Excerpts from a dataset
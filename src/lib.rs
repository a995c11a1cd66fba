//! escargo - GitOps write-back for helm values
//!
//! Patches one key path in a values file with `yq`, then carries the edit
//! through a GitLab merge request: branch, commit, approve, merge.

pub mod config;
pub mod error;
pub mod patch;
pub mod platform;
pub mod submit;
pub mod types;
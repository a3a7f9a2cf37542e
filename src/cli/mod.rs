//! cli
//!
//! Command-line interface layer.
//!
//! # Responsibilities
//!
//! - Parse command-line arguments and global flags
//! - Check prerequisites before any network call
//! - Delegate to [`generate`] for the changelog flow
//!
//! The binary has a single command, so there is no subcommand dispatch.

pub mod args;
pub mod generate;
pub mod prereq;

pub use args::Cli;

use crate::telemetry;
use anyhow::Result;

/// Run the CLI application.
///
/// This is the main entry point called from `main.rs`.
pub fn run() -> Result<()> {
    let cli = Cli::parse_args();

    telemetry::init_tracing(cli.verbosity().tracing_level());

    generate::run_generate(&cli)
}
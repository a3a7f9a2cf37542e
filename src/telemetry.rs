//! telemetry
//!
//! Tracing subscriber setup for the binary.
//!
//! Call [`init_tracing`] once at program start. `RUST_LOG` overrides the
//! default level derived from the verbosity flags. Diagnostics are written
//! to stderr so they never mix with the changelog on stdout.
//!
//! Calling it more than once is harmless; only the first call takes effect.

use tracing::Level;
use tracing_subscriber::layer::SubscriberExt;
use tracing_subscriber::util::SubscriberInitExt;
use tracing_subscriber::{fmt, EnvFilter};

/// Initialise the global tracing subscriber.
pub fn init_tracing(level: Level) {
    let env_filter = EnvFilter::try_from_default_env()
        .unwrap_or_else(|_| EnvFilter::new(default_directive(level)));

    tracing_subscriber::registry()
        .with(env_filter)
        .with(
            fmt::layer()
                .with_target(false)
                .with_writer(std::io::stderr),
        )
        .try_init()
        .ok();
}

/// Crate diagnostics at `level`; dependencies (AWS SDK, hyper) at most warn.
fn default_directive(level: Level) -> String {
    let deps = if level < Level::WARN { "error" } else { "warn" };
    format!("{},gen_aws_changelog={}", deps, level.as_str().to_lowercase())
}
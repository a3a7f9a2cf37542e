//! pipeline::mock
//!
//! In-memory pipeline service for deterministic testing.
//!
//! # Example
//!
//! ```
//! use gen_aws_changelog::pipeline::mock::MockPipeline;
//! use gen_aws_changelog::pipeline::PipelineService;
//!
//! # tokio_test::block_on(async {
//! let service = MockPipeline::new("widgets")
//!     .with_stage("DeployStaging", Some("exec-1"))
//!     .with_revision("exec-1", "aaa1111");
//!
//! let state = service.get_pipeline_state("widgets").await.unwrap();
//! assert_eq!(state.stages.len(), 1);
//! # });
//! ```

use async_trait::async_trait;
use std::collections::HashMap;
use std::sync::{Arc, Mutex};

use super::traits::{
    ArtifactRevision, PipelineError, PipelineExecution, PipelineService, PipelineState,
    StageState,
};

/// Mock pipeline service for testing.
///
/// Thread-safe via internal `Arc<Mutex<...>>` wrapping.
#[derive(Debug, Clone)]
pub struct MockPipeline {
    pipeline: String,
    inner: Arc<Mutex<MockPipelineInner>>,
}

#[derive(Debug, Default)]
struct MockPipelineInner {
    stages: Vec<StageState>,
    executions: HashMap<String, PipelineExecution>,
    fail_on: Option<PipelineFailOn>,
    calls: Vec<MockCall>,
}

/// Configuration for which operation should fail.
#[derive(Debug, Clone)]
pub enum PipelineFailOn {
    /// Fail get_pipeline_state with the given error.
    GetPipelineState(PipelineError),
    /// Fail get_pipeline_execution for one execution id.
    GetPipelineExecution {
        execution_id: String,
        error: PipelineError,
    },
}

/// Recorded call for test verification.
#[derive(Debug, Clone, PartialEq, Eq)]
pub enum MockCall {
    GetPipelineState { pipeline: String },
    GetPipelineExecution { pipeline: String, execution_id: String },
}

impl MockPipeline {
    /// Create an empty pipeline named `pipeline`.
    pub fn new(pipeline: impl Into<String>) -> Self {
        Self {
            pipeline: pipeline.into(),
            inner: Arc::new(Mutex::new(MockPipelineInner::default())),
        }
    }

    /// Add a stage, optionally with a latest execution.
    pub fn with_stage(self, name: impl Into<String>, latest_execution_id: Option<&str>) -> Self {
        {
            let mut inner = self.inner.lock().unwrap();
            inner.stages.push(StageState {
                name: name.into(),
                latest_execution_id: latest_execution_id.map(String::from),
            });
        }
        self
    }

    /// Register an execution whose first artifact has `revision_id`.
    pub fn with_revision(self, execution_id: impl Into<String>, revision_id: &str) -> Self {
        self.with_execution(
            execution_id,
            PipelineExecution {
                artifact_revisions: vec![ArtifactRevision {
                    name: Some("SourceArtifact".into()),
                    revision_id: Some(revision_id.to_string()),
                    revision_summary: None,
                    revision_url: None,
                }],
            },
        )
    }

    /// Register an execution with arbitrary detail.
    pub fn with_execution(
        self,
        execution_id: impl Into<String>,
        execution: PipelineExecution,
    ) -> Self {
        {
            let mut inner = self.inner.lock().unwrap();
            inner.executions.insert(execution_id.into(), execution);
        }
        self
    }

    /// Configure the mock to fail on a specific operation.
    pub fn fail_on(self, fail_on: PipelineFailOn) -> Self {
        {
            let mut inner = self.inner.lock().unwrap();
            inner.fail_on = Some(fail_on);
        }
        self
    }

    /// Get all recorded calls.
    pub fn calls(&self) -> Vec<MockCall> {
        let inner = self.inner.lock().unwrap();
        inner.calls.clone()
    }
}

#[async_trait]
impl PipelineService for MockPipeline {
    fn name(&self) -> &'static str {
        "mock"
    }

    async fn get_pipeline_state(&self, pipeline: &str) -> Result<PipelineState, PipelineError> {
        let mut inner = self.inner.lock().unwrap();
        inner.calls.push(MockCall::GetPipelineState {
            pipeline: pipeline.to_string(),
        });

        if let Some(PipelineFailOn::GetPipelineState(e)) = &inner.fail_on {
            return Err(e.clone());
        }
        if pipeline != self.pipeline {
            return Err(PipelineError::PipelineNotFound(pipeline.to_string()));
        }

        Ok(PipelineState {
            stages: inner.stages.clone(),
        })
    }

    async fn get_pipeline_execution(
        &self,
        pipeline: &str,
        execution_id: &str,
    ) -> Result<PipelineExecution, PipelineError> {
        let mut inner = self.inner.lock().unwrap();
        inner.calls.push(MockCall::GetPipelineExecution {
            pipeline: pipeline.to_string(),
            execution_id: execution_id.to_string(),
        });

        if let Some(PipelineFailOn::GetPipelineExecution {
            execution_id: failing,
            error,
        }) = &inner.fail_on
        {
            if failing == execution_id {
                return Err(error.clone());
            }
        }
        if pipeline != self.pipeline {
            return Err(PipelineError::PipelineNotFound(pipeline.to_string()));
        }

        inner
            .executions
            .get(execution_id)
            .cloned()
            .ok_or_else(|| PipelineError::ExecutionNotFound(execution_id.to_string()))
    }
}
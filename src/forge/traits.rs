//! forge::traits
//!
//! Forge trait definition for interacting with the source-control host.
//!
//! # Design
//!
//! The `Forge` trait is async because forge operations involve network I/O.
//! All methods return `Result` to handle API errors gracefully. A forge
//! instance is bound to one repository.
//!
//! # Example
//!
//! ```ignore
//! use gen_aws_changelog::forge::{Forge, ForgeError};
//!
//! async fn list(forge: &dyn Forge) -> Result<(), ForgeError> {
//!     for commit in forge.compare_commits("bbb2222", "aaa1111").await? {
//!         println!("{} {}", commit.sha, commit.message);
//!     }
//!     Ok(())
//! }
//! ```

use async_trait::async_trait;
use thiserror::Error;

use crate::core::types::RepoRef;

/// Errors from forge operations.
///
/// These error types map to common failure modes when interacting
/// with remote hosting services like GitHub.
#[derive(Debug, Clone, PartialEq, Eq, Error)]
pub enum ForgeError {
    /// Authentication is required but not available.
    #[error("authentication required")]
    AuthRequired,

    /// Authentication failed (invalid token, expired, insufficient permissions).
    #[error("authentication failed: {0}")]
    AuthFailed(String),

    /// The requested resource was not found.
    #[error("not found: {0}")]
    NotFound(String),

    /// Rate limit exceeded.
    #[error("rate limited")]
    RateLimited,

    /// API returned an error.
    #[error("API error: {status} - {message}")]
    ApiError {
        /// HTTP status code
        status: u16,
        /// Error message from the API
        message: String,
    },

    /// Network or connection error.
    #[error("network error: {0}")]
    NetworkError(String),
}

/// A commit returned by a revision comparison.
#[derive(Debug, Clone, PartialEq, Eq)]
pub struct CommitRecord {
    /// Full commit id
    pub sha: String,
    /// Full commit message (may be empty)
    pub message: String,
}

impl CommitRecord {
    pub fn new(sha: impl Into<String>, message: impl Into<String>) -> Self {
        Self {
            sha: sha.into(),
            message: message.into(),
        }
    }
}

/// Request to create a release.
#[derive(Debug, Clone, PartialEq, Eq)]
pub struct CreateReleaseRequest {
    /// Tag name (created on the default branch if it does not exist)
    pub tag: String,
    /// Release title
    pub title: String,
    /// Release notes
    pub body: String,
}

/// Release information returned from the forge.
#[derive(Debug, Clone, PartialEq, Eq)]
pub struct Release {
    /// Tag name
    pub tag: String,
    /// Release URL (web URL for viewing)
    pub url: String,
}

/// The Forge trait for interacting with the source-control host.
///
/// # Thread Safety
///
/// Implementations must be `Send + Sync` to allow use across async tasks.
///
/// # Error Handling
///
/// All methods return `Result<T, ForgeError>`. Callers should handle:
/// - `AuthRequired` / `AuthFailed`: Check the configured token
/// - `NotFound`: Resource doesn't exist
/// - `RateLimited`: Try again later
/// - `ApiError`: Display error message to user
/// - `NetworkError`: Check connectivity
#[async_trait]
pub trait Forge: Send + Sync {
    /// Get the forge name (e.g., "github").
    fn name(&self) -> &'static str;

    /// The repository this forge is bound to.
    fn repo_ref(&self) -> &RepoRef;

    /// Get the decoded text of a file on the default branch.
    ///
    /// # Returns
    ///
    /// `Some(contents)` if the file exists, `None` if it is absent or has no
    /// content.
    async fn get_file(&self, path: &str) -> Result<Option<String>, ForgeError>;

    /// List the commits reachable from `head` but not from `base`.
    ///
    /// Commits are returned in the host's order (oldest first on GitHub).
    ///
    /// # Errors
    ///
    /// - `NotFound` if either revision doesn't exist
    async fn compare_commits(&self, base: &str, head: &str)
        -> Result<Vec<CommitRecord>, ForgeError>;

    /// Create a published release.
    ///
    /// # Errors
    ///
    /// - `AuthFailed` if lacking permissions
    /// - `ApiError` with status 422 if the tag already has a release
    async fn create_release(&self, request: CreateReleaseRequest) -> Result<Release, ForgeError>;
}

#[cfg(test)]
mod tests {
    use super::*;

    #[test]
    fn commit_record_new() {
        let commit = CommitRecord::new("abc", "msg");
        assert_eq!(commit.sha, "abc");
        assert_eq!(commit.message, "msg");
    }

    #[test]
    fn forge_error_display() {
        assert_eq!(
            format!("{}", ForgeError::AuthRequired),
            "authentication required"
        );
        assert_eq!(
            format!("{}", ForgeError::AuthFailed("expired token".into())),
            "authentication failed: expired token"
        );
        assert_eq!(
            format!("{}", ForgeError::NotFound("commit abc".into())),
            "not found: commit abc"
        );
        assert_eq!(format!("{}", ForgeError::RateLimited), "rate limited");
        assert_eq!(
            format!(
                "{}",
                ForgeError::ApiError {
                    status: 422,
                    message: "Validation failed".into()
                }
            ),
            "API error: 422 - Validation failed"
        );
        assert_eq!(
            format!("{}", ForgeError::NetworkError("connection refused".into())),
            "network error: connection refused"
        );
    }
}
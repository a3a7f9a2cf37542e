//! auth
//!
//! GitHub token resolution.
//!
//! # Sources
//!
//! Searched in order:
//! 1. `$GITHUB_TOKEN`
//! 2. `$GH_TOKEN`
//! 3. `gh auth token` (the GitHub CLI's stored credential)
//!
//! # Security
//!
//! Tokens never appear in logs, errors, or debug output. [`GitHubToken`]
//! implements a redacting `Debug`.

use std::process::Command;

use thiserror::Error;
use tracing::debug;

/// Environment variables checked for a token, in order.
pub const TOKEN_ENV_VARS: [&str; 2] = ["GITHUB_TOKEN", "GH_TOKEN"];

/// Errors from authentication.
#[derive(Debug, Error, PartialEq, Eq)]
pub enum AuthError {
    #[error(
        "no GitHub token found. Set GITHUB_TOKEN or GH_TOKEN, or run 'gh auth login'."
    )]
    NoToken,
}

/// Where a token was found.
#[derive(Debug, Clone, PartialEq, Eq)]
pub enum TokenSource {
    Env(&'static str),
    GhCli,
}

impl std::fmt::Display for TokenSource {
    fn fmt(&self, f: &mut std::fmt::Formatter<'_>) -> std::fmt::Result {
        match self {
            TokenSource::Env(name) => write!(f, "${}", name),
            TokenSource::GhCli => write!(f, "gh auth token"),
        }
    }
}

/// A resolved GitHub token.
#[derive(Clone, PartialEq, Eq)]
pub struct GitHubToken {
    value: String,
    source: TokenSource,
}

impl std::fmt::Debug for GitHubToken {
    fn fmt(&self, f: &mut std::fmt::Formatter<'_>) -> std::fmt::Result {
        f.debug_struct("GitHubToken")
            .field("value", &"[redacted]")
            .field("source", &self.source)
            .finish()
    }
}

impl GitHubToken {
    /// The bearer token.
    pub fn secret(&self) -> &str {
        &self.value
    }

    /// Where the token came from.
    pub fn source(&self) -> &TokenSource {
        &self.source
    }
}

/// Resolve a token from the process environment or the GitHub CLI.
///
/// # Errors
///
/// Returns `AuthError::NoToken` if no source yields a non-empty token.
pub fn resolve_github_token() -> Result<GitHubToken, AuthError> {
    resolve_with(|name| std::env::var(name).ok(), gh_auth_token)
}

/// Resolve a token with injectable sources.
pub fn resolve_with<E, G>(env: E, gh: G) -> Result<GitHubToken, AuthError>
where
    E: Fn(&str) -> Option<String>,
    G: FnOnce() -> Option<String>,
{
    for name in TOKEN_ENV_VARS {
        if let Some(value) = env(name).map(|v| v.trim().to_string()) {
            if !value.is_empty() {
                debug!(source = name, "using GitHub token from environment");
                return Ok(GitHubToken {
                    value,
                    source: TokenSource::Env(name),
                });
            }
        }
    }

    match gh().map(|v| v.trim().to_string()) {
        Some(value) if !value.is_empty() => {
            debug!("using GitHub token from gh CLI");
            Ok(GitHubToken {
                value,
                source: TokenSource::GhCli,
            })
        }
        _ => Err(AuthError::NoToken),
    }
}

/// Ask the GitHub CLI for its token. `None` if `gh` is missing or logged out.
fn gh_auth_token() -> Option<String> {
    let output = Command::new("gh").args(["auth", "token"]).output().ok()?;
    if !output.status.success() {
        return None;
    }
    String::from_utf8(output.stdout).ok()
}
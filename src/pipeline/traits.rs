//! pipeline::traits
//!
//! Interface to the deployment pipeline service.
//!
//! Only the two read operations the changelog needs are modeled: the
//! current state of a pipeline and the detail of one execution.

use async_trait::async_trait;
use thiserror::Error;

/// Errors from pipeline service operations.
#[derive(Debug, Clone, Error, PartialEq, Eq)]
pub enum PipelineError {
    /// The named pipeline does not exist in the configured region.
    #[error("pipeline not found: {0}")]
    PipelineNotFound(String),

    /// The execution id is unknown to the pipeline.
    #[error("pipeline execution not found: {0}")]
    ExecutionNotFound(String),

    /// Any other failure reported by the service or the transport.
    #[error("pipeline service error: {0}")]
    Service(String),
}

/// Current state of a pipeline.
#[derive(Debug, Clone, Default, PartialEq, Eq)]
pub struct PipelineState {
    pub stages: Vec<StageState>,
}

impl PipelineState {
    /// Find a stage by exact name.
    pub fn stage(&self, name: &str) -> Option<&StageState> {
        self.stages.iter().find(|s| s.name == name)
    }
}

/// State of one stage.
#[derive(Debug, Clone, PartialEq, Eq)]
pub struct StageState {
    pub name: String,
    /// Id of the pipeline execution that last ran this stage.
    pub latest_execution_id: Option<String>,
}

/// Detail of one pipeline execution.
#[derive(Debug, Clone, Default, PartialEq, Eq)]
pub struct PipelineExecution {
    pub artifact_revisions: Vec<ArtifactRevision>,
}

/// Source revision of an artifact consumed by an execution.
#[derive(Debug, Clone, Default, PartialEq, Eq)]
pub struct ArtifactRevision {
    pub name: Option<String>,
    pub revision_id: Option<String>,
    pub revision_summary: Option<String>,
    pub revision_url: Option<String>,
}

/// Read access to a pipeline service.
///
/// Implementations must be `Send + Sync`; the stage lookup issues two
/// requests concurrently against the same service.
#[async_trait]
pub trait PipelineService: Send + Sync {
    /// Get the service name (e.g., "codepipeline").
    fn name(&self) -> &'static str;

    /// Get the current state of every stage of `pipeline`.
    ///
    /// # Errors
    ///
    /// - `PipelineNotFound` if the pipeline doesn't exist
    async fn get_pipeline_state(&self, pipeline: &str) -> Result<PipelineState, PipelineError>;

    /// Get the detail of one execution of `pipeline`.
    ///
    /// # Errors
    ///
    /// - `ExecutionNotFound` if the execution id is unknown
    async fn get_pipeline_execution(
        &self,
        pipeline: &str,
        execution_id: &str,
    ) -> Result<PipelineExecution, PipelineError>;
}
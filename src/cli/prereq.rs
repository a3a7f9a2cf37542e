//! cli::prereq
//!
//! Environment checks performed before any network call.

use thiserror::Error;

use crate::auth::{self, AuthError, GitHubToken};

/// Environment variable identifying the AWS account of injected credentials.
pub const AWS_ACCOUNT_ENV: &str = "AWS_ACCOUNT_ID";

/// A required credential is missing.
#[derive(Debug, Error, PartialEq, Eq)]
pub enum PrerequisiteError {
    #[error(
        "no AWS credentials found in the current environment (AWS_ACCOUNT_ID is not set). Inject them first and rerun the command."
    )]
    MissingAwsAccount,

    #[error(transparent)]
    GitHubAuth(#[from] AuthError),
}

/// Credentials confirmed present.
#[derive(Debug)]
pub struct Prerequisites {
    pub aws_account_id: String,
    pub github_token: GitHubToken,
}

/// Check the process environment.
///
/// # Errors
///
/// Returns the first missing prerequisite.
pub fn check_prerequisites() -> Result<Prerequisites, PrerequisiteError> {
    check_with(|name| std::env::var(name).ok(), auth::resolve_github_token)
}

/// Check with injectable sources.
pub fn check_with<E, T>(env: E, token: T) -> Result<Prerequisites, PrerequisiteError>
where
    E: Fn(&str) -> Option<String>,
    T: FnOnce() -> Result<GitHubToken, AuthError>,
{
    let aws_account_id = env(AWS_ACCOUNT_ENV)
        .filter(|v| !v.trim().is_empty())
        .ok_or(PrerequisiteError::MissingAwsAccount)?;

    let github_token = token()?;

    Ok(Prerequisites {
        aws_account_id,
        github_token,
    })
}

TASK ITEM
Scan the records for the word "Send". Copy each line where it turns up.

EXERCISE RESPONSE
/// Implementations must be `Send + Sync` to allow use across async tasks.
pub trait Forge: Send + Sync {
/// Implementations must be `Send + Sync`; the stage lookup issues two
pub trait PipelineService: Send + Sync {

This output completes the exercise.